Apart from community education delivered by NTAHC, in the Northern Territory there is very little information about BBVs and STIs reaching Aboriginal communities, or even the general population.
With high rates of STIs and a disproportionate number of cases of viral hepatitis in the NT among Aboriginal communities, this leaves communities vulnerable to a potential HIV epidemic – underlining the urgent need to address STIs and BBVs among this population.
Scientific advances in preventing and treating HIV have provided the knowledge and the means to reduce new infections.
New testing technologies are creating opportunities to significantly improve testing accessibility that can contribute to reducing transmission of STIs and BBVs; however, outside of urban settings, it is quite another situation.
For many Aboriginal people living in remote regions, there is no internet access and it is difficult to stay up to date about new testing technologies, or to access information about STIs and BBVs.
Funding constraints are another issue to consider in getting STI and BBV information disseminated across the NT. How do we continue to do this work with possible funding cuts?
Despite these concerns, NTAHC remains optimistic in its approach.
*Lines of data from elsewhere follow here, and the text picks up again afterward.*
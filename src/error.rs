use serde::Serialize;
use thiserror::Error;

/// Diagnostic record reported by the driver for a failed call.
///
/// Mirrors the fields a caller gets from `SQLGetDiagRec`: the human readable message, the
/// five-character SQLSTATE, and the native error code.
#[derive(Debug, Clone, PartialEq, Eq, Serialize, Error)]
#[error("[{sql_state}] {message} (native code {code})")]
pub struct SqlError {
    pub message: String,
    #[serde(rename = "sqlState")]
    pub sql_state: String,
    pub code: i32,
}

impl SqlError {
    #[must_use]
    pub fn new(message: impl Into<String>, sql_state: impl Into<String>, code: i32) -> Self {
        Self {
            message: message.into(),
            sql_state: sql_state.into(),
            code,
        }
    }

    /// Diagnostic used when the driver reports failure without leaving a record behind.
    #[must_use]
    pub fn unknown() -> Self {
        Self::new("unknown driver error", "HY000", 0)
    }
}

#[derive(Debug, Error)]
pub enum OdbcMiddlewareError {
    #[error(transparent)]
    DriverError(#[from] SqlError),

    #[error("Parameter validation error: {0}")]
    ValidationError(String),

    #[error("Unsupported operation: {0}")]
    Unsupported(String),

    #[error("Configuration error: {0}")]
    ConfigError(String),

    #[error("Connection error: {0}")]
    ConnectionError(String),

    #[error("Pool error: {0}")]
    PoolError(String),

    #[error("SQL execution error: {0}")]
    ExecutionError(String),

    #[error("Parameter stream error: {0}")]
    StreamError(String),
}

impl OdbcMiddlewareError {
    /// The driver diagnostic carried by this error, if it came from the driver.
    #[must_use]
    pub fn sql_error(&self) -> Option<&SqlError> {
        match self {
            OdbcMiddlewareError::DriverError(err) => Some(err),
            _ => None,
        }
    }

    pub(crate) fn validation(message: impl Into<String>) -> Self {
        OdbcMiddlewareError::ValidationError(message.into())
    }
}

impl From<deadpool::managed::PoolError<SqlError>> for OdbcMiddlewareError {
    fn from(err: deadpool::managed::PoolError<SqlError>) -> Self {
        match err {
            deadpool::managed::PoolError::Backend(sql_err) => OdbcMiddlewareError::DriverError(sql_err),
            other => OdbcMiddlewareError::PoolError(format!("ODBC pool error: {other}")),
        }
    }
}

impl From<deadpool::managed::BuildError> for OdbcMiddlewareError {
    fn from(err: deadpool::managed::BuildError) -> Self {
        OdbcMiddlewareError::ConfigError(format!("Failed to create ODBC pool: {err}"))
    }
}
We do this work through ongoing relationships with remote communities, a strong social media presence and a commitment to developing culturally appropriate resources.
A new HIV resource will also be launched this year. It is the first in a series with further resources being developed around hepatitis B and C, STIs and safe injecting.
1 In this article, use of the term Aboriginal is inclusive of Torres Strait Islander peoples.
2 ACOCA closed in late 2002, and a program in Alice Springs was started by the Northern Territory AIDS and Hepatitis Council in 2003.
3 Lee, G. (1996). Malaga to Malaga: Man to Man. Danila Dilba Biluru Butji Binnilutlum Medical Service Aboriginal Corporation and Northern Territory AIDS Council, Darwin.
4 Hodge, D. (2015). Rationale for the nomination of Garry Lee for the NTAHC Lifetime Membership Award. Presentation to the NTAHC Board, Darwin, August 2015.
David Aanundsen is Aboriginal Sexual Health Coordinator at NTAHC.